Parágrafo único. Não havendo acordo, é assegurado ao empregador, enquanto perdurar a greve, o direito de contratar diretamente os serviços necessários a que se refere este artigo”.                  

 

                        3.4.3. Requisitos

 

            Cumpre esclarecer que apesar do exercício do direito de greve ser uma garantia constitucional, para o movimento paredista ser considerado válido ele deve preencher alguns requisitos que a lei infraconstitucional estabelece.

            Nesse sentido temos como primeiro requisito, conforme disposto no caput do artigo 3º da Lei 7.783/1983, é a ocorrência da real tentativa de negociação, antes da cessação coletiva do trabalho.            “Frustrada a negociação ou verificada a impossibilidade de recursos via arbitral, é facultada a cessação coletiva do trabalho” (art. 3º, caput, da Lei 7.783/1989). Vale destacar que, inclusive, é entendimento majoritário da jurisprudência, no sentido de considerar abusiva a greve levada a efeito sem que as partes hajam tentado, direta e pacificamente, solucionar o conflito que lhe constitui o objeto (OJ. n. 11, SDC/TST).

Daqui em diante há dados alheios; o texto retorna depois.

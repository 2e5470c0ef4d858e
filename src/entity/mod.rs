pub mod cart_items;
pub mod carts;
pub mod order_items;
pub mod orders;
pub mod products;
pub mod reviews;
pub mod users;

pub use cart_items::Entity as CartItems;
pub use carts::Entity as Carts;
pub use order_items::Entity as OrderItems;
pub use orders::Entity as Orders;
pub use products::Entity as Products;
pub use reviews::Entity as Reviews;
pub use users::Entity as Users;
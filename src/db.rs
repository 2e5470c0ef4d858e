use anyhow::Result;
use sea_orm::{ConnectOptions, Database, DatabaseConnection};
use sea_orm_migration::MigratorTrait;

use crate::migration::Migrator;

pub type OrmConn = DatabaseConnection;

/// Create a SeaORM connection.
pub async fn create_orm_conn(database_url: &str) -> Result<OrmConn> {
    let mut opts = ConnectOptions::new(database_url);
    // Every pooled connection to an in-memory SQLite database sees its own
    // empty database, so those pools are pinned to one connection.
    if database_url.contains(":memory:") {
        opts.max_connections(1).min_connections(1);
    }
    opts.sqlx_logging(false);
    let conn = Database::connect(opts).await?;
    Ok(conn)
}

/// Apply all pending schema migrations.
pub async fn run_migrations(conn: &OrmConn) -> Result<()> {
    Migrator::up(conn, None).await?;
    Ok(())
}
use std::env;

#[derive(Debug, Clone)]
pub struct AppConfig {
    pub database_url: String,
    pub host: String,
    pub port: u16,
    pub jwt_secret: String,
    pub jwt_ttl_hours: i64,
    /// Allowed CORS origin; `None` allows any origin.
    pub cors_origin: Option<String>,
}

impl AppConfig {
    pub fn from_env() -> anyhow::Result<Self> {
        let database_url = env::var("DATABASE_URL")?;
        let jwt_secret = env::var("JWT_SECRET")
            .map_err(|_| anyhow::anyhow!("JWT_SECRET is not set"))?;
        let host = env::var("APP_HOST").unwrap_or_else(|_| "127.0.0.1".to_string());
        let port = env::var("APP_PORT")
            .ok()
            .and_then(|p| p.parse::<u16>().ok())
            .unwrap_or(3000);
        let jwt_ttl_hours = env::var("JWT_TTL_HOURS")
            .ok()
            .and_then(|h| h.parse::<i64>().ok())
            .filter(|h| *h > 0)
            .unwrap_or(24);
        let cors_origin = env::var("CORS_ORIGIN").ok().filter(|o| !o.is_empty());
        Ok(Self {
            port,
            database_url,
            host,
            jwt_secret,
            jwt_ttl_hours,
            cors_origin,
        })
    }
}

            O segundo requisito esta previsto no artigo 4º da Lei 7.783/1989, que dispõe ser necessária a aprovação em assembleia geral que definirá as reivindicações da categoria e deliberará sobre a paralisação coletiva da prestação de serviços. Além disso, a lei respeitará os critérios e formalidades de convocação e o quórum para a deliberação, tanto da deflagração quanto da cessação da greve, estabelecidos no respectivo estatuto sindical.

            O terceiro requisito, conforme regra estabelecida no parágrafo único do artigo 3º da lei. 7.783/1989 se refere a necessidade de realizar um aviso-prévio a parte adversa, que em regra geral, será dado com antecedência mínima de 48 horas, ou de acordo com artigo 13º da referida lei, tratando-se de serviços essenciais, o prazo mínio do aviso prévio será de 72 horas da paralização, e, a comunicação deverá contemplar também o público interessado, além dos empregadores.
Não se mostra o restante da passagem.